## Extracted information
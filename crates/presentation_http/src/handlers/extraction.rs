//! Document extraction comparison endpoint

use axum::Json;
use axum::extract::{Multipart, State};
use ai_document::DocumentInput;
use application::ServiceReport;
use serde::Serialize;

use crate::error::ApiError;
use crate::state::AppState;

/// Per-service comparison result for one upload
#[derive(Debug, Serialize)]
pub struct ExtractionResponse {
    pub filename: String,
    pub reports: Vec<ServiceReport>,
}

/// `POST /v1/extract`
///
/// Takes one uploaded document and runs it through every configured
/// extraction service; unavailable services appear as greyed-out rows.
pub async fn extract_document(
    State(state): State<AppState>,
    mut multipart: Multipart,
) -> Result<Json<ExtractionResponse>, ApiError> {
    let mut document: Option<DocumentInput> = None;

    while let Some(field) = multipart
        .next_field()
        .await
        .map_err(|e| ApiError::BadRequest(format!("malformed multipart body: {e}")))?
    {
        if field.name() == Some("document") {
            let filename = field.file_name().unwrap_or("upload.bin").to_string();
            let content_type = field.content_type().unwrap_or_default().to_string();
            let bytes = field
                .bytes()
                .await
                .map_err(|e| ApiError::BadRequest(format!("unreadable upload: {e}")))?;
            document = Some(DocumentInput::new(filename, bytes.to_vec(), content_type));
        }
    }

    let document = document
        .ok_or_else(|| ApiError::BadRequest("a 'document' file field is required".to_string()))?;
    if document.is_empty() {
        return Err(ApiError::BadRequest("uploaded document is empty".to_string()));
    }

    let reports = state.extraction.extract_all(&document).await;

    Ok(Json(ExtractionResponse {
        filename: document.filename,
        reports,
    }))
}
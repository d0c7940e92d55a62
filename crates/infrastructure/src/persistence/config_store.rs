//! JSON config store with atomic save and legacy-schema migration
//!
//! The persisted document is human-editable JSON at a fixed local path.
//! Saves go through a temp file in the same directory followed by a rename,
//! so a concurrent load never observes a partial write.

use std::path::{Path, PathBuf};

use application::{ConfigRepository, ConfigStoreError};
use chrono::{NaiveDate, Utc};
use domain::PersonalVoiceConfig;
use tempfile::NamedTempFile;
use tracing::{debug, info};

/// File-backed implementation of `ConfigRepository`
#[derive(Debug, Clone)]
pub struct JsonConfigStore {
    path: PathBuf,
}

type EnvLookup<'a> = &'a dyn Fn(&str) -> Option<String>;

fn first_env(lookup: EnvLookup<'_>, names: &[&str]) -> Option<String> {
    names.iter().find_map(|name| {
        lookup(name)
            .map(|value| value.trim().to_string())
            .filter(|value| !value.is_empty())
    })
}

/// Fill credential fields the file left empty from the conventional
/// environment variables. The file stays the primary source.
fn fill_from_env(config: &mut PersonalVoiceConfig, lookup: EnvLookup<'_>) {
    if config
        .speech_key
        .as_deref()
        .is_none_or(|key| key.trim().is_empty())
    {
        config.speech_key = first_env(lookup, &["AZURE_SPEECH_KEY", "SPEECH_KEY"]);
    }
    if config.speech_region.trim().is_empty() {
        if let Some(region) = first_env(lookup, &["AZURE_SPEECH_REGION", "SPEECH_REGION"]) {
            config.speech_region = region;
        }
    }
}

impl JsonConfigStore {
    /// Create a store over the given path
    pub fn new(path: impl Into<PathBuf>) -> Self {
        Self { path: path.into() }
    }

    /// The backing file path
    #[must_use]
    pub fn path(&self) -> &Path {
        &self.path
    }

    fn load_with(
        &self,
        today: NaiveDate,
        lookup: EnvLookup<'_>,
    ) -> Result<PersonalVoiceConfig, ConfigStoreError> {
        let path_str = self.path.display().to_string();

        if !self.path.exists() {
            debug!(path = %path_str, "config file absent, starting from defaults");
            let mut config = PersonalVoiceConfig::default();
            fill_from_env(&mut config, lookup);
            return Ok(config);
        }

        let text = std::fs::read_to_string(&self.path)
            .map_err(|e| ConfigStoreError::read(path_str.as_str(), e.to_string()))?;
        let document: serde_json::Value = serde_json::from_str(&text)
            .map_err(|e| ConfigStoreError::parse(path_str.as_str(), e.to_string()))?;
        if !document.is_object() {
            return Err(ConfigStoreError::parse(
                path_str.as_str(),
                "top-level value is not an object",
            ));
        }

        // The legacy shape carried a bare speaker_profile_id instead of a
        // profiles array. Capture it before deserializing; the field does not
        // exist on the struct, so it disappears from memory and from the next
        // save automatically.
        let legacy_speaker_profile_id = document
            .get("speaker_profile_id")
            .and_then(serde_json::Value::as_str)
            .unwrap_or_default()
            .trim()
            .to_string();

        let mut config: PersonalVoiceConfig = serde_json::from_value(document)
            .map_err(|e| ConfigStoreError::parse(path_str.as_str(), e.to_string()))?;

        if config.profiles.is_empty() && !legacy_speaker_profile_id.is_empty() {
            config.add_profile_on(today, "Migrated Profile", &legacy_speaker_profile_id);
            info!(path = %path_str, "migrated legacy single-profile config");
        }

        fill_from_env(&mut config, lookup);
        Ok(config)
    }
}

impl ConfigRepository for JsonConfigStore {
    fn load(&self) -> Result<PersonalVoiceConfig, ConfigStoreError> {
        self.load_with(Utc::now().date_naive(), &|name| std::env::var(name).ok())
    }

    fn save(&self, config: &PersonalVoiceConfig) -> Result<(), ConfigStoreError> {
        let path_str = self.path.display().to_string();
        let parent = self
            .path
            .parent()
            .filter(|p| !p.as_os_str().is_empty())
            .unwrap_or_else(|| Path::new("."));

        std::fs::create_dir_all(parent)
            .map_err(|e| ConfigStoreError::write(path_str.as_str(), e.to_string()))?;

        // Write-then-rename keeps loads from ever seeing a partial file.
        let mut temp = NamedTempFile::new_in(parent)
            .map_err(|e| ConfigStoreError::write(path_str.as_str(), e.to_string()))?;
        serde_json::to_writer_pretty(&mut temp, config)
            .map_err(|e| ConfigStoreError::write(path_str.as_str(), e.to_string()))?;
        temp.as_file()
            .sync_all()
            .map_err(|e| ConfigStoreError::write(path_str.as_str(), e.to_string()))?;
        temp.persist(&self.path)
            .map_err(|e| ConfigStoreError::write(path_str.as_str(), e.error.to_string()))?;

        debug!(path = %path_str, profiles = config.profiles.len(), "config saved");
        Ok(())
    }
}

#[cfg(test)]
mod tests {
    use super::*;
    use std::io::Write as _;

    fn no_env(_name: &str) -> Option<String> {
        None
    }

    fn date(s: &str) -> NaiveDate {
        NaiveDate::parse_from_str(s, "%Y-%m-%d").unwrap()
    }

    fn store_in(dir: &tempfile::TempDir) -> JsonConfigStore {
        JsonConfigStore::new(dir.path().join(".conf").join("personal_voice_config.json"))
    }

    #[test]
    fn absent_file_yields_default_config() {
        let dir = tempfile::tempdir().unwrap();
        let store = store_in(&dir);

        let config = store.load_with(date("2026-01-12"), &no_env).unwrap();

        assert_eq!(config, PersonalVoiceConfig::default());
    }

    #[test]
    fn absent_file_fills_credentials_from_env() {
        let dir = tempfile::tempdir().unwrap();
        let store = store_in(&dir);
        let lookup = |name: &str| match name {
            "AZURE_SPEECH_KEY" => Some("env-key".to_string()),
            "SPEECH_REGION" => Some("westeurope".to_string()),
            _ => None,
        };

        let config = store.load_with(date("2026-01-12"), &lookup).unwrap();

        assert_eq!(config.speech_key.as_deref(), Some("env-key"));
        assert_eq!(config.speech_region, "westeurope");
    }

    #[test]
    fn file_values_win_over_env() {
        let dir = tempfile::tempdir().unwrap();
        let store = store_in(&dir);
        let config = PersonalVoiceConfig {
            speech_key: Some("file-key".to_string()),
            speech_region: "eastus".to_string(),
            ..PersonalVoiceConfig::default()
        };
        store.save(&config).unwrap();

        let lookup = |_: &str| Some("env-value".to_string());
        let loaded = store.load_with(date("2026-01-12"), &lookup).unwrap();

        assert_eq!(loaded.speech_key.as_deref(), Some("file-key"));
        assert_eq!(loaded.speech_region, "eastus");
    }

    #[test]
    fn malformed_file_is_a_parse_error() {
        let dir = tempfile::tempdir().unwrap();
        let store = store_in(&dir);
        std::fs::create_dir_all(store.path().parent().unwrap()).unwrap();
        std::fs::write(store.path(), b"not json at all").unwrap();

        let err = store.load_with(date("2026-01-12"), &no_env).unwrap_err();
        assert!(matches!(err, ConfigStoreError::Parse { .. }));
    }

    #[test]
    fn non_object_document_is_a_parse_error() {
        let dir = tempfile::tempdir().unwrap();
        let store = store_in(&dir);
        std::fs::create_dir_all(store.path().parent().unwrap()).unwrap();
        std::fs::write(store.path(), b"[1, 2, 3]").unwrap();

        let err = store.load_with(date("2026-01-12"), &no_env).unwrap_err();
        assert!(matches!(err, ConfigStoreError::Parse { .. }));
    }

    #[test]
    fn save_then_load_round_trips() {
        let dir = tempfile::tempdir().unwrap();
        let store = store_in(&dir);

        let mut config = PersonalVoiceConfig {
            speech_key: Some("k".to_string()),
            speech_region: "eastus".to_string(),
            ..PersonalVoiceConfig::default()
        };
        config.add_profile_on(date("2026-01-12"), "Alice", "guid-1");
        config.add_profile_on(date("2026-01-12"), "Bob", "guid-2");

        store.save(&config).unwrap();
        let loaded = store.load_with(date("2026-01-12"), &no_env).unwrap();

        assert_eq!(config, loaded);
    }

    #[test]
    fn legacy_config_migrates_to_single_selected_profile() {
        let dir = tempfile::tempdir().unwrap();
        let store = store_in(&dir);
        std::fs::create_dir_all(store.path().parent().unwrap()).unwrap();
        std::fs::write(store.path(), br#"{"speaker_profile_id": "abc-123"}"#).unwrap();

        let config = store.load_with(date("2026-01-12"), &no_env).unwrap();

        assert_eq!(config.profiles.len(), 1);
        let profile = &config.profiles[0];
        assert_eq!(profile.name, "Migrated Profile");
        assert_eq!(profile.id, "profile_2026_01_12_1");
        assert_eq!(profile.speaker_profile_id, "abc-123");
        assert_eq!(config.selected_profile_id.as_deref(), Some("profile_2026_01_12_1"));
    }

    #[test]
    fn migrated_save_drops_legacy_field() {
        let dir = tempfile::tempdir().unwrap();
        let store = store_in(&dir);
        std::fs::create_dir_all(store.path().parent().unwrap()).unwrap();
        std::fs::write(store.path(), br#"{"speaker_profile_id": "abc-123"}"#).unwrap();

        let config = store.load_with(date("2026-01-12"), &no_env).unwrap();
        store.save(&config).unwrap();

        let document: serde_json::Value =
            serde_json::from_str(&std::fs::read_to_string(store.path()).unwrap()).unwrap();
        assert!(document.get("speaker_profile_id").is_none());
        assert_eq!(document["profiles"].as_array().unwrap().len(), 1);
    }

    #[test]
    fn migration_is_idempotent() {
        let dir = tempfile::tempdir().unwrap();
        let store = store_in(&dir);
        std::fs::create_dir_all(store.path().parent().unwrap()).unwrap();
        std::fs::write(store.path(), br#"{"speaker_profile_id": "abc-123"}"#).unwrap();

        let first = store.load_with(date("2026-01-12"), &no_env).unwrap();
        store.save(&first).unwrap();
        let second = store.load_with(date("2026-01-12"), &no_env).unwrap();

        assert_eq!(first, second);
        assert_eq!(second.profiles.len(), 1);
    }

    #[test]
    fn blank_legacy_field_does_not_migrate() {
        let dir = tempfile::tempdir().unwrap();
        let store = store_in(&dir);
        std::fs::create_dir_all(store.path().parent().unwrap()).unwrap();
        std::fs::write(store.path(), br#"{"speaker_profile_id": "   "}"#).unwrap();

        let config = store.load_with(date("2026-01-12"), &no_env).unwrap();
        assert!(config.profiles.is_empty());
    }

    #[test]
    fn save_creates_parent_directories_and_leaves_no_temp_files() {
        let dir = tempfile::tempdir().unwrap();
        let store = store_in(&dir);

        store.save(&PersonalVoiceConfig::default()).unwrap();

        let parent = store.path().parent().unwrap();
        let entries: Vec<_> = std::fs::read_dir(parent).unwrap().collect();
        assert_eq!(entries.len(), 1);
        assert!(store.path().exists());
    }

    #[test]
    fn load_is_unaffected_by_an_interrupted_looking_write() {
        // A stray temp file next to the config must not break loading.
        let dir = tempfile::tempdir().unwrap();
        let store = store_in(&dir);
        store.save(&PersonalVoiceConfig::default()).unwrap();

        let mut stray =
            std::fs::File::create(store.path().parent().unwrap().join(".tmpstray")).unwrap();
        stray.write_all(b"{ partial").unwrap();

        assert!(store.load_with(date("2026-01-12"), &no_env).is_ok());
    }
}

## Requirement
Starting at the first line of the listing, retype every line up to and including the one with "through every configured".

## Task solution
filename crates/presentation_http/src/handlers/extraction.rs
//! Document extraction comparison endpoint

use axum::Json;
use axum::extract::{Multipart, State};
use ai_document::DocumentInput;
use application::ServiceReport;
use serde::Serialize;

use crate::error::ApiError;
use crate::state::AppState;

/// Per-service comparison result for one upload
#[derive(Debug, Serialize)]
pub struct ExtractionResponse {
    pub filename: String,
    pub reports: Vec<ServiceReport>,
}

/// `POST /v1/extract`
///
/// Takes one uploaded document and runs it through every configured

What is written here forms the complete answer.